Omari Hutchinson si presenta: le prime parole da giocatore del Milan
È ufficiale, è rossonero, e ha già le idee chiare. Omari Hutchinson, esterno offensivo inglese classe 2003, arrivato in prestito dal Nottingham Forest con diritto di riscatto, ha rilasciato le sue prime dichiarazioni da giocatore dell’AC Milan. Parole semplici, dirette, che raccontano la personalità di un ragazzo ambizioso e già proiettato verso la nuova avventura in rossonero.
«Mi piace puntare la porta e far divertire i tifosi»
Il giovane esterno ha esordito così: «Mi piace puntare la porta il più velocemente possibile e far divertire i tifosi. Sono molto ambizioso, mi piace lavorare duro e spero di fare bene qui al Milan.» Parole che suonano come una promessa ai tifosi rossoneri, che lo attendono con curiosità e con la speranza che possa diventare un elemento importante della rosa.

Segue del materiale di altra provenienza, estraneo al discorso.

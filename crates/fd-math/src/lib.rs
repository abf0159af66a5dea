//! Fraud detection toolkit math utilities.

pub mod math;

pub use math::histogram::*;
pub use math::kolmogorov::*;
pub use math::quantile::*;
pub use math::stable::*;
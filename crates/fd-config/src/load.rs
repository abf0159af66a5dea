//! Loading: resolve, read, parse, validate, snapshot.

use std::path::{Path, PathBuf};
use thiserror::Error;

use crate::resolve::{resolve_config_path, ConfigSource};
use crate::snapshot::ConfigSnapshot;
use crate::toolkit::{ConfigFormat, ToolkitConfig};
use crate::validate::{validate_config, ValidationError};

/// Errors raised while loading a configuration file.
#[derive(Error, Debug)]
pub enum ConfigError {
    #[error("Config file not found: {path}")]
    NotFound { path: PathBuf },

    #[error("I/O error reading {path}: {source}")]
    IoError {
        path: PathBuf,
        #[source]
        source: std::io::Error,
    },

    #[error("Failed to parse config file {path}: {source}")]
    ParseError {
        path: PathBuf,
        #[source]
        source: ValidationError,
    },

    #[error("Semantic validation failed: {0}")]
    ValidationError(#[from] ValidationError),
}

impl ConfigError {
    /// Error code for structured error reporting.
    pub fn code(&self) -> u32 {
        match self {
            ConfigError::NotFound { .. } => 35,
            ConfigError::IoError { .. } => 30,
            ConfigError::ParseError { source, .. } => source.code(),
            ConfigError::ValidationError(e) => e.code(),
        }
    }
}

/// Configuration together with its provenance.
#[derive(Debug, Clone)]
pub struct LoadedConfig {
    pub config: ToolkitConfig,
    pub path: Option<PathBuf>,
    pub source: ConfigSource,
    pub snapshot: ConfigSnapshot,
}

/// Resolve, read, parse and validate the toolkit configuration.
///
/// Falls back to [`ToolkitConfig::default`] when no file is found. An
/// explicit `--config` path that does not exist is an error.
pub fn load_config(cli_path: Option<&Path>) -> Result<LoadedConfig, ConfigError> {
    let resolved = resolve_config_path(cli_path);

    let Some(path) = resolved.path else {
        let config = ToolkitConfig::default();
        let snapshot = ConfigSnapshot::new(&config, None, ConfigSource::BuiltinDefault, None);
        return Ok(LoadedConfig {
            config,
            path: None,
            source: ConfigSource::BuiltinDefault,
            snapshot,
        });
    };

    if !path.exists() {
        return Err(ConfigError::NotFound { path });
    }

    let raw = std::fs::read_to_string(&path).map_err(|source| ConfigError::IoError {
        path: path.clone(),
        source,
    })?;
    let config = ToolkitConfig::parse(&raw, ConfigFormat::from_path(&path)).map_err(|source| {
        ConfigError::ParseError {
            path: path.clone(),
            source,
        }
    })?;
    validate_config(&config)?;

    let snapshot = ConfigSnapshot::new(&config, Some(&path), resolved.source, Some(&raw));
    Ok(LoadedConfig {
        config,
        path: Some(path),
        source: resolved.source,
        snapshot,
    })
}
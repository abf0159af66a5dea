//! Fraud Detection Toolkit Core Library
//!
//! Statistical building blocks for a fraud-detection workflow:
//! - Calibration metrics and the classification evaluator (`calibrate`)
//! - PSI, KS and multi-feature drift reports, plus drift simulation (`drift`)
//! - Fit/transform preprocessing over tables (`preprocess`)
//! - The `Frame` table type with CSV I/O (`table`)
//! - Exit codes, logging, output rendering and JSON schemas for the CLI
//!
//! The binary entry point is in `main.rs`.

pub mod calibrate;
pub mod drift;
pub mod exit_codes;
pub mod logging;
pub mod output;
pub mod preprocess;
pub mod schema;
pub mod table;

pub use calibrate::{
    brier_score, expected_calibration_error, ClassificationEvaluator, EvaluationReport,
    MetricSummary,
};
pub use drift::{drift_report, ks_drift_test, psi, simulate_drift, DriftKind, DriftReport};
pub use table::{Column, Frame};
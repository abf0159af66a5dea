//! Numerically stable primitives for probability and moment computations.

/// Default clipping bound for probabilities fed into a logarithm.
pub const LOG_LOSS_EPS: f64 = 1e-15;

/// Compensated (Neumaier) summation.
///
/// Returns 0.0 for empty input and NaN if any value is NaN.
pub fn stable_sum(values: &[f64]) -> f64 {
    let mut sum = 0.0;
    let mut compensation = 0.0;
    for &v in values {
        let t = sum + v;
        if sum.abs() >= v.abs() {
            compensation += (sum - t) + v;
        } else {
            compensation += (v - t) + sum;
        }
        sum = t;
    }
    sum + compensation
}

/// Arithmetic mean using compensated summation.
///
/// Returns NaN for empty input.
pub fn mean(values: &[f64]) -> f64 {
    if values.is_empty() {
        return f64::NAN;
    }
    stable_sum(values) / values.len() as f64
}

/// Standard deviation with `ddof` delta degrees of freedom.
///
/// `ddof = 1` gives the unbiased sample estimator. Returns NaN when
/// `values.len() <= ddof`.
pub fn std_dev(values: &[f64], ddof: usize) -> f64 {
    let n = values.len();
    if n <= ddof {
        return f64::NAN;
    }
    let m = mean(values);
    let squares: Vec<f64> = values.iter().map(|v| (v - m) * (v - m)).collect();
    (stable_sum(&squares) / (n - ddof) as f64).sqrt()
}

/// Clip a probability into `[eps, 1 - eps]`.
pub fn clip_probability(p: f64, eps: f64) -> f64 {
    if p.is_nan() {
        return f64::NAN;
    }
    p.clamp(eps, 1.0 - eps)
}

/// Binary cross-entropy of a single prediction.
///
/// `p` is clipped to `[eps, 1 - eps]` so the loss is always finite.
pub fn binary_log_loss(label: bool, p: f64, eps: f64) -> f64 {
    let p = clip_probability(p, eps);
    if label {
        -p.ln()
    } else {
        -(-p).ln_1p()
    }
}

/// Round to `decimals` places the way Python's `round(x, n)` does.
///
/// The exact binary value is rounded, not a scaled copy: `2.675` is stored
/// just below itself and rounds to `2.67`, and exact ties such as `2.5` go
/// to the even digit. Negative `decimals` scale by a power of ten and round
/// half away from zero.
pub fn round_to(value: f64, decimals: i32) -> f64 {
    if !value.is_finite() {
        return value;
    }
    match usize::try_from(decimals) {
        // Fixed-precision formatting is correctly rounded, ties to even.
        Ok(places) => format!("{:.*}", places, value).parse().unwrap_or(value),
        Err(_) => {
            let scale = 10f64.powi(decimals);
            (value * scale).round() / scale
        }
    }
}

#[cfg(test)]
mod tests {
    use super::*;

    fn approx_eq(a: f64, b: f64, tol: f64) -> bool {
        if a.is_nan() || b.is_nan() {
            return false;
        }
        (a - b).abs() <= tol
    }

    #[test]
    fn stable_sum_recovers_cancelled_terms() {
        let v = [1e16, 1.0, -1e16];
        assert_eq!(stable_sum(&v), 1.0);
        assert_eq!(v.iter().sum::<f64>(), 0.0);
    }

    #[test]
    fn stable_sum_empty_is_zero() {
        assert_eq!(stable_sum(&[]), 0.0);
    }

    #[test]
    fn mean_basic_and_empty() {
        assert!(approx_eq(mean(&[1.0, 2.0, 3.0, 4.0]), 2.5, 1e-15));
        assert!(mean(&[]).is_nan());
    }

    #[test]
    fn std_dev_sample_vs_population() {
        let v = [2.0, 4.0, 4.0, 4.0, 5.0, 5.0, 7.0, 9.0];
        assert!(approx_eq(std_dev(&v, 0), 2.0, 1e-12));
        assert!(approx_eq(std_dev(&v, 1), (32.0f64 / 7.0).sqrt(), 1e-12));
        assert!(std_dev(&[1.0], 1).is_nan());
    }

    #[test]
    fn clip_probability_bounds() {
        assert_eq!(clip_probability(0.0, 1e-15), 1e-15);
        assert_eq!(clip_probability(1.0, 1e-15), 1.0 - 1e-15);
        assert_eq!(clip_probability(0.3, 1e-15), 0.3);
        assert!(clip_probability(f64::NAN, 1e-15).is_nan());
    }

    #[test]
    fn binary_log_loss_is_finite_at_extremes() {
        let worst = binary_log_loss(true, 0.0, LOG_LOSS_EPS);
        assert!(worst.is_finite());
        assert!(approx_eq(worst, -(1e-15f64).ln(), 1e-9));

        let best = binary_log_loss(false, 0.0, LOG_LOSS_EPS);
        assert!(best >= 0.0 && best < 1e-12);
    }

    #[test]
    fn binary_log_loss_symmetry() {
        let a = binary_log_loss(true, 0.3, LOG_LOSS_EPS);
        let b = binary_log_loss(false, 0.7, LOG_LOSS_EPS);
        assert!(approx_eq(a, b, 1e-12));
    }

    #[test]
    fn round_to_decimals() {
        assert_eq!(round_to(0.123456, 4), 0.1235);
        assert_eq!(round_to(-12.345, 1), -12.3);
        assert_eq!(round_to(1234.5, -2), 1200.0);
        assert!(round_to(f64::NAN, 2).is_nan());
        assert_eq!(round_to(f64::INFINITY, 2), f64::INFINITY);
    }

    #[test]
    fn round_to_uses_the_stored_binary_value() {
        // 2.675 is stored as 2.67499999...; 1.0005 as 1.000499999...
        assert_eq!(round_to(2.675, 2), 2.67);
        assert_eq!(round_to(1.0005, 3), 1.0);
        // Exact ties go to the even digit.
        assert_eq!(round_to(2.5, 0), 2.0);
        assert_eq!(round_to(3.5, 0), 4.0);
        assert_eq!(round_to(-0.5, 0), 0.0);
    }
}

Kobe Bryant come ispirazione: mentalità da campione
Colpisce, in modo positivo, il riferimento a Kobe Bryant come figura di riferimento. Hutchinson ha spiegato: «Guardo molto Kobe Bryant come esempio, è uno degli sfondi del mio telefono. Ascolto le sue interviste e cerco di fare mie le sue parole, nel calcio come nella vita.» La Mamba Mentality — quella capacità di lavorare più degli altri, di non fermarsi mai, di trasformare ogni ostacolo in carburante — sembra essere il modello a cui il giovane ala si ispira quotidianamente. Un segnale incoraggiante per chi lo allenerà e per chi lo seguirà sugli spalti di San Siro.
I dettagli dell’operazione
Come riportato nelle scorse ore, l’operazione con il Nottingham Forest si è chiusa sulla base di un prestito oneroso da circa 4 milioni di euro, con un diritto di riscatto fissato attorno ai 40 milioni. Si tratta quindi di un’opzione, non di un obbligo: il Milan avrà la possibilità di valutare l’inglese nel corso della stagione, prima di decidere se investire in modo permanente. Hutchinson indosserà la maglia numero 20.
Un profilo da scoprire
Cresciuto nel settore giovanile del Chelsea, Hutchinson ha poi trovato continuità proprio al Nottingham Forest, mettendo in mostra una dribbling technique rapida e istintiva, la capacità di saltare l’uomo in velocità e una discreta produzione offensiva. A Milano avrà l’opportunità di confrontarsi con il grande calcio europeo e di dimostrare il suo valore in un contesto ben più esigente rispetto alla Premier League. È un profilo giovane, grezzo in alcuni aspetti, ma con un potenziale che la piazza rossonera è pronta a scoprire e a valorizzare.
Il Milan ha sempre avuto una tradizione di lanciare talenti giovani verso i vertici del calcio mondiale. Con la sua mentalità e la sua voglia di emergere, Omari Hutchinson ha tutti gli strumenti per scrivere una bella storia in rossonero.